● **Problem statement**: The listing that follows must be given again in full and exactly.

● **Raw data**:
☆ ☆ ☆ ☆ ☆ ☆ ☆

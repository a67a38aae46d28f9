//! Variables endpoint: one row per variable name.

use serde::Serialize;
use serde_json::{Map, Value};

use super::detail_field;
use crate::catalog::CatalogError;
use crate::coerce::{coerce_flag, coerce_text, coerce_value_codes};

const KNOWN_FIELDS: &[&str] = &["label", "concept", "predicateType", "predicateOnly", "values"];

/// One variable of a dataset.
#[derive(Debug, Clone, PartialEq, Serialize)]
pub struct VariableRecord {
    pub variable: String,
    pub label: Option<String>,
    pub concept: Option<String>,
    #[serde(rename = "predicateType")]
    pub predicate_type: Option<String>,
    /// False when the endpoint omits it.
    #[serde(rename = "predicateOnly")]
    pub predicate_only: bool,
    /// Allowed value codes; empty when the endpoint omits them.
    pub values: Map<String, Value>,
    /// Remaining attributes (group, limit, attributes, ...).
    #[serde(flatten)]
    pub extra: Map<String, Value>,
}

impl VariableRecord {
    fn from_entry(name: &str, raw: &Value) -> Self {
        let extra = raw
            .as_object()
            .map(|obj| {
                obj.iter()
                    .filter(|(key, _)| !KNOWN_FIELDS.contains(&key.as_str()))
                    .map(|(key, value)| (key.clone(), value.clone()))
                    .collect()
            })
            .unwrap_or_default();

        Self {
            variable: name.to_string(),
            label: coerce_text(raw.get("label")),
            concept: coerce_text(raw.get("concept")),
            predicate_type: coerce_text(raw.get("predicateType")),
            predicate_only: coerce_flag(raw.get("predicateOnly")),
            values: coerce_value_codes(raw.get("values")),
            extra,
        }
    }

    /// The variable's group, if it belongs to one.
    pub fn group(&self) -> Option<&str> {
        self.extra
            .get("group")
            .and_then(Value::as_str)
            .filter(|g| *g != "N/A")
    }
}

/// Expand the `variables` mapping into one record per variable, in document order.
pub fn build_variables_table(detail: &Value) -> Result<Vec<VariableRecord>, CatalogError> {
    let variables = detail_field(detail, "variables")?
        .as_object()
        .ok_or_else(|| CatalogError::Shape("'variables' is not a mapping".to_string()))?;

    Ok(variables
        .iter()
        .map(|(name, raw)| VariableRecord::from_entry(name, raw))
        .collect())
}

☆ ☆ ☆ ☆ ☆ ☆ ☆

● **Answer to this exercise**:
repository a67a38aae46d28f9
//! Variables endpoint: one row per variable name.

use serde::Serialize;
use serde_json::{Map, Value};

use super::detail_field;
use crate::catalog::CatalogError;
use crate::coerce::{coerce_flag, coerce_text, coerce_value_codes};

const KNOWN_FIELDS: &[&str] = &["label", "concept", "predicateType", "predicateOnly", "values"];

/// One variable of a dataset.
#[derive(Debug, Clone, PartialEq, Serialize)]
pub struct VariableRecord {
    pub variable: String,
    pub label: Option<String>,
    pub concept: Option<String>,
    #[serde(rename = "predicateType")]
    pub predicate_type: Option<String>,
    /// False when the endpoint omits it.
    #[serde(rename = "predicateOnly")]
    pub predicate_only: bool,
    /// Allowed value codes; empty when the endpoint omits them.
    pub values: Map<String, Value>,
    /// Remaining attributes (group, limit, attributes, ...).
    #[serde(flatten)]
    pub extra: Map<String, Value>,
}

impl VariableRecord {
    fn from_entry(name: &str, raw: &Value) -> Self {
        let extra = raw
            .as_object()
            .map(|obj| {
                obj.iter()
                    .filter(|(key, _)| !KNOWN_FIELDS.contains(&key.as_str()))
                    .map(|(key, value)| (key.clone(), value.clone()))
                    .collect()
            })
            .unwrap_or_default();

        Self {
            variable: name.to_string(),
            label: coerce_text(raw.get("label")),
            concept: coerce_text(raw.get("concept")),
            predicate_type: coerce_text(raw.get("predicateType")),
            predicate_only: coerce_flag(raw.get("predicateOnly")),
            values: coerce_value_codes(raw.get("values")),
            extra,
        }
    }

    /// The variable's group, if it belongs to one.
    pub fn group(&self) -> Option<&str> {
        self.extra
            .get("group")
            .and_then(Value::as_str)
            .filter(|g| *g != "N/A")
    }
}

/// Expand the `variables` mapping into one record per variable, in document order.
pub fn build_variables_table(detail: &Value) -> Result<Vec<VariableRecord>, CatalogError> {
    let variables = detail_field(detail, "variables")?
        .as_object()
        .ok_or_else(|| CatalogError::Shape("'variables' is not a mapping".to_string()))?;

    Ok(variables
        .iter()
        .map(|(name, raw)| VariableRecord::from_entry(name, raw))
        .collect())
}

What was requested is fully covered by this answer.